The cipherdyne.org website and blog is managed by a set of custom perl scripts that perform each the following tasks:
  • Provide a way to create new blog posts and link them into the cipherdyne.org blog hierarchy. For example, the forward and backward links at the end of each post (such as this one) are auto-generated based on the posting date, and the permanent blog links are created from each post by the blog post title. The number of blog posts is summarized by date and organized into categories that can be browsed via the blog archives, and updates to the RSS and Atom feeds are automatically generated.
  • Validate HTML and XML page structure. This is exceeding easy through the use of the perl XML::Simple module. But, using the W3C HTML validator is more thorough, so I periodically use it as well to spot check various pages on cipherdyne.org.
  • Validate software release MD5 digests and GnuPG signatures (see the fwknop download page for example), and automatically correct if any digest is invalid.
  • Search through the entire cipherdyne.org website and flag any broken links (parsing the output of a recursive wget against the cipherdyne.org staging server make this easy).
  • Send blog pings out via the XMLRPC::Lite module to various blog aggregation services such as FeedBurner and Technorati.
  • Drive the entire cipherdyne.org site via Subversion for source control, and deploy with rsync to separate staging and production servers. When it comes to deploying a more complex piece of software for visualizing changes to the source code for any of the cipherdyne.org projects, my first choice is Trac, but when it comes to the main cipherdyne.org site, a set of HTML pages maintained by a consistent WordPress theme is sufficient.

Hakin9 March 2008 Issue

Hakin9 March 2008 Issue The March issue of Hakin9 Magazine contains some noteworthy articles and interviews. First is an article written by Ryan Maple entitled "Best Practices for Secure Shell" which discusses various security measures that an administrator can use to heighten the security of SSH. These measures include (among others) forcing the usage of SSH protocol version 2, restricting the address (via the ListenAddress variable) that SSHD binds to from the default of 0.0.0.0, using tcpwrappers, and configuring SSHD to listen on a port other than tcp/22. Covering Single Packet Authorization would have been difficult to include in the same article, but a reference is made to another online article Knock, Knock, Knockin' on EnGarde's Door (with FWKNOP) that does discuss protecting SSH with SPA. Next, is Matt Jonkman's fifth part in his series "Writing IPS Rules". This article covers the byte_test keyword in the Snort rules language and how to use it to write signatures against length encoded protocols.

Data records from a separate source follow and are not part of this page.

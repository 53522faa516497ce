// SPDX-FileCopyrightText: 2025 Jason Pena <jasonpena@awkless.com>
// SPDX-License-Identifier: MIT

//! Style usage inventory.
//!
//! Figure out which named styles a patcher document defines, which of them
//! are referenced, and which are dead weight.
//!
//! # Text Scanning
//!
//! The default strategy works on the raw file text, the way Max writes it.
//! Usage is collected line by line from `"style" : "<name>"` entries.
//! Definitions are found by pattern: an object that opens a line after a
//! leading `,` or right after an array's `[`, whose first key is `"name"`, and
//! which ends in `"multi" : 0`.
//!
//! Anything lacking the trailing `"multi" : 0` marker is invisible to the
//! text scanner. It is neither counted as used nor as unused, and it will not
//! be part of any rewritten `styles` list.
//!
//! # Structural Scanning
//!
//! The alternative strategy walks the parsed document instead. Every `style`
//! string value counts as usage, and every object with a string `name` inside
//! a `styles` array counts as a definition. No marker is needed.
//!
//! # Duplicate Definitions
//!
//! When a used name is defined more than once, the last definition wins but
//! keeps the position of the first one.

use regex::Regex;
use serde_json::Value;
use std::{collections::HashSet, sync::OnceLock};
use tracing::{debug, instrument};

/// Named style definition.
#[derive(Debug, Clone, PartialEq)]
pub struct StyleDefinition {
    /// Style name.
    pub name: String,

    /// Complete definition object, name included.
    pub payload: Value,
}

impl StyleDefinition {
    /// Parse raw definition text.
    ///
    /// # Errors
    ///
    /// - Return [`ScanError::Definition`] if the text is not valid JSON.
    /// - Return [`ScanError::InvalidDefinition`] if the text is not an object
    ///   with a string `name`.
    pub fn parse(name: &str, raw: &str) -> Result<Self> {
        let payload: Value = serde_json::from_str(raw).map_err(|err| ScanError::Definition {
            source: err,
            name: name.to_string(),
        })?;

        Self::try_from(payload)
    }
}

impl TryFrom<Value> for StyleDefinition {
    type Error = ScanError;

    fn try_from(payload: Value) -> Result<Self, Self::Error> {
        let name = payload
            .get("name")
            .and_then(Value::as_str)
            .map(str::to_owned)
            .ok_or_else(|| ScanError::InvalidDefinition {
                payload: payload.to_string(),
            })?;

        Ok(Self { name, payload })
    }
}

/// Which styles a document uses, and which it defines without using.
#[derive(Debug, Default, Clone, PartialEq)]
pub struct StyleInventory {
    /// Referenced style names, in first-seen order.
    pub used_names: Vec<String>,

    /// Definitions of referenced styles. Serves as replacement pool.
    pub definitions: Vec<StyleDefinition>,

    /// Defined but never referenced style names, in first-seen order.
    pub unused_names: Vec<String>,
}

impl StyleInventory {
    /// Take inventory from raw document text.
    ///
    /// # Errors
    ///
    /// - Return [`ScanError::Definition`] if a used definition block does not
    ///   parse as JSON.
    #[instrument(skip(text), level = "debug")]
    pub fn scan_text(text: &str) -> Result<Self> {
        let used_names = used_style_names(text);
        debug!("found {} style references", used_names.len());

        let mut inventory = Self {
            used_names,
            ..Default::default()
        };
        for (name, raw) in definition_blocks(text) {
            if inventory.is_used(name) {
                inventory.upsert(StyleDefinition::parse(name, raw)?);
            } else {
                inventory.mark_unused(name);
            }
        }

        Ok(inventory)
    }

    /// Take inventory from parsed document tree.
    #[instrument(skip(document), level = "debug")]
    pub fn scan_document(document: &Value) -> Self {
        let mut used_names = Vec::new();
        let mut candidates = Vec::new();
        collect_structural(document, &mut used_names, &mut candidates);
        debug!("found {} style references", used_names.len());

        let mut inventory = Self {
            used_names,
            ..Default::default()
        };
        for definition in candidates {
            if inventory.is_used(&definition.name) {
                inventory.upsert(definition);
            } else {
                inventory.mark_unused(&definition.name);
            }
        }

        inventory
    }

    /// Check if any defined style goes unreferenced.
    pub fn has_unused(&self) -> bool {
        !self.unused_names.is_empty()
    }

    /// Look up a used style's definition by name.
    pub fn definition(&self, name: &str) -> Option<&StyleDefinition> {
        self.definitions.iter().find(|definition| definition.name == name)
    }

    fn is_used(&self, name: &str) -> bool {
        self.used_names.iter().any(|used| used == name)
    }

    fn upsert(&mut self, definition: StyleDefinition) {
        match self
            .definitions
            .iter_mut()
            .find(|known| known.name == definition.name)
        {
            Some(known) => {
                debug!("style {:?} defined more than once, last one wins", known.name);
                *known = definition;
            }
            None => self.definitions.push(definition),
        }
    }

    fn mark_unused(&mut self, name: &str) {
        if !self.unused_names.iter().any(|unused| unused == name) {
            self.unused_names.push(name.to_string());
        }
    }
}

/// Collect distinct style names referenced by `"style"` keys, line by line.
///
/// Empty names do not count.
pub fn used_style_names(text: &str) -> Vec<String> {
    let mut seen = HashSet::new();
    text.lines()
        .filter_map(|line| usage_regex().captures(line))
        .filter_map(|captures| captures.get(1))
        .map(|name| name.as_str().to_string())
        .filter(|name| seen.insert(name.clone()))
        .collect()
}

/// Find style definition blocks in raw text.
///
/// Yields `(name, raw_object_text)` pairs in document order.
pub fn definition_blocks(text: &str) -> impl Iterator<Item = (&str, &str)> {
    definition_regex().captures_iter(text).filter_map(|captures| {
        let raw = captures.get(1)?.as_str();
        let name = captures.get(2)?.as_str();
        Some((name, raw))
    })
}

fn usage_regex() -> &'static Regex {
    static RE: OnceLock<Regex> = OnceLock::new();
    RE.get_or_init(|| {
        Regex::new(r#"^\s*"style"\s*:\s*"([^"]+)""#).expect("valid regex literal")
    })
}

fn definition_regex() -> &'static Regex {
    static RE: OnceLock<Regex> = OnceLock::new();
    RE.get_or_init(|| {
        Regex::new(
            r#"(?m)(?:^,|\[)\s{3,}(\{\s^\s+"name" : "([^"]+)"[^}]+[^{]+"multi" : 0\s+\})"#,
        )
        .expect("valid regex literal")
    })
}

fn collect_structural(
    value: &Value,
    used: &mut Vec<String>,
    candidates: &mut Vec<StyleDefinition>,
) {
    match value {
        Value::Object(object) => {
            for (key, child) in object {
                match (key.as_str(), child) {
                    ("style", Value::String(name)) => {
                        if !name.is_empty() && !used.contains(name) {
                            used.push(name.clone());
                        }
                    }
                    ("styles", Value::Array(definitions)) => {
                        for definition in definitions {
                            if let Ok(definition) = StyleDefinition::try_from(definition.clone()) {
                                candidates.push(definition);
                            }
                        }
                    }
                    _ => collect_structural(child, used, candidates),
                }
            }
        }
        Value::Array(items) => {
            for item in items {
                collect_structural(item, used, candidates);
            }
        }
        _ => {}
    }
}

/// Style inventory error types.
#[derive(Debug, thiserror::Error)]
pub enum ScanError {
    /// Definition block is not valid JSON.
    #[error("failed to parse definition of style {name:?}")]
    Definition {
        #[source]
        source: serde_json::Error,
        name: String,
    },

    /// Definition is not an object with a name.
    #[error("style definition lacks a name: {payload}")]
    InvalidDefinition { payload: String },
}

/// Friendly result alias :3
pub type Result<T, E = ScanError> = std::result::Result<T, E>;

#[cfg(test)]
mod tests {
    use super::*;
    use indoc::indoc;
    use pretty_assertions::assert_eq;
    use serde_json::json;

    // Layout as written by Max itself.
    const MAX_DOCUMENT: &str = indoc! {r#"
        {
        	"patcher" : 	{
        		"fileversion" : 1,
        		"boxes" : [ 			{
        				"box" : 				{
        					"id" : "obj-1",
        					"maxclass" : "comment",
        					"style" : "sand",
        					"text" : "hello"
        				}

        			}
        , 			{
        				"box" : 				{
        					"id" : "obj-2",
        					"style" : "steel"
        				}

        			}
         ],
        		"styles" : [ 			{
        				"name" : "camo",
        				"default" : 				{
        					"bgcolor" : [ 0.1, 0.2, 0.3, 1.0 ]
        				}
        ,
        				"parentstyle" : "",
        				"multi" : 0
        			}
        , 			{
        				"name" : "sand",
        				"default" : 				{
        					"fontsize" : [ 10.0 ]
        				}
        ,
        				"parentstyle" : "",
        				"multi" : 0
        			}
        , 			{
        				"name" : "steel",
        				"parentstyle" : "",
        				"multi" : 1
        			}
         ]
        	}

        }
    "#};

    #[test]
    fn used_style_names_in_first_seen_order() {
        let text = indoc! {r#"
            "style" : "b",
            "style" : "a",
            "style" : "b",
            "style" : "",
            "parentstyle" : "c",
            "style" : "d"
        "#};

        assert_eq!(used_style_names(text), vec!["b", "a", "d"]);
    }

    #[test]
    fn definition_blocks_need_multi_marker() {
        let result = definition_blocks(MAX_DOCUMENT)
            .map(|(name, _)| name)
            .collect::<Vec<_>>();

        // "steel" ends in `"multi" : 1`, so the scanner never sees it.
        assert_eq!(result, vec!["camo", "sand"]);
    }

    #[test]
    fn definition_block_text_parses() -> anyhow::Result<()> {
        let (name, raw) = definition_blocks(MAX_DOCUMENT)
            .nth(1)
            .ok_or_else(|| anyhow::anyhow!("missing definition"))?;
        let definition = StyleDefinition::parse(name, raw)?;

        assert_eq!(
            definition.payload,
            json!({
                "name": "sand",
                "default": { "fontsize": [10.0] },
                "parentstyle": "",
                "multi": 0
            })
        );

        Ok(())
    }

    #[test]
    fn scan_text_partitions_styles() -> anyhow::Result<()> {
        let inventory = StyleInventory::scan_text(MAX_DOCUMENT)?;

        assert_eq!(inventory.used_names, vec!["sand", "steel"]);
        assert_eq!(inventory.unused_names, vec!["camo"]);
        assert_eq!(
            inventory
                .definitions
                .iter()
                .map(|definition| definition.name.as_str())
                .collect::<Vec<_>>(),
            vec!["sand"]
        );
        assert!(inventory.has_unused());

        Ok(())
    }

    #[test]
    fn scan_document_sees_every_definition() -> anyhow::Result<()> {
        let document: Value = serde_json::from_str(MAX_DOCUMENT)?;
        let inventory = StyleInventory::scan_document(&document);

        assert_eq!(inventory.used_names, vec!["sand", "steel"]);
        assert_eq!(inventory.unused_names, vec!["camo"]);
        assert!(inventory.definition("sand").is_some());
        assert!(inventory.definition("steel").is_some());

        Ok(())
    }

    #[test]
    fn last_definition_wins_in_first_position() {
        let document = json!({
            "patcher": {
                "boxes": [
                    { "box": { "style": "a" } },
                    { "box": { "style": "b" } }
                ],
                "styles": [
                    { "name": "a", "version": 1 },
                    { "name": "b", "version": 1 },
                    { "name": "a", "version": 2 }
                ]
            }
        });
        let inventory = StyleInventory::scan_document(&document);

        assert_eq!(
            inventory.definitions,
            vec![
                StyleDefinition {
                    name: "a".into(),
                    payload: json!({ "name": "a", "version": 2 }),
                },
                StyleDefinition {
                    name: "b".into(),
                    payload: json!({ "name": "b", "version": 1 }),
                },
            ]
        );
        assert!(!inventory.has_unused());
    }

    #[test]
    fn nameless_definition_is_rejected() {
        let result = StyleDefinition::try_from(json!({ "multi": 0 }));
        assert!(matches!(result, Err(ScanError::InvalidDefinition { .. })));
    }
}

In particular, Matt illustrates using byte_test to look for specific byte values at particular offsets derived from data within the DHCP protocol. The offsets themselves are determined by the data on the wire and therefore cannot simply be hard coded within a signature beforehand. For those who are interested in the latest IDS signatures from Matt, he has updated the online home of the Bleeding Edge Snort ruleset to Emerging Threats. Finally, both Marcus Ranum and Richard Bejtlich were interviewed for the March issue. I would like to see Hakin9 do a more in-depth interview of Bejtlich though since he always has an insightful perspective on computer security - particularly as demonstrated in his book The Tao of Network Security Monitoring.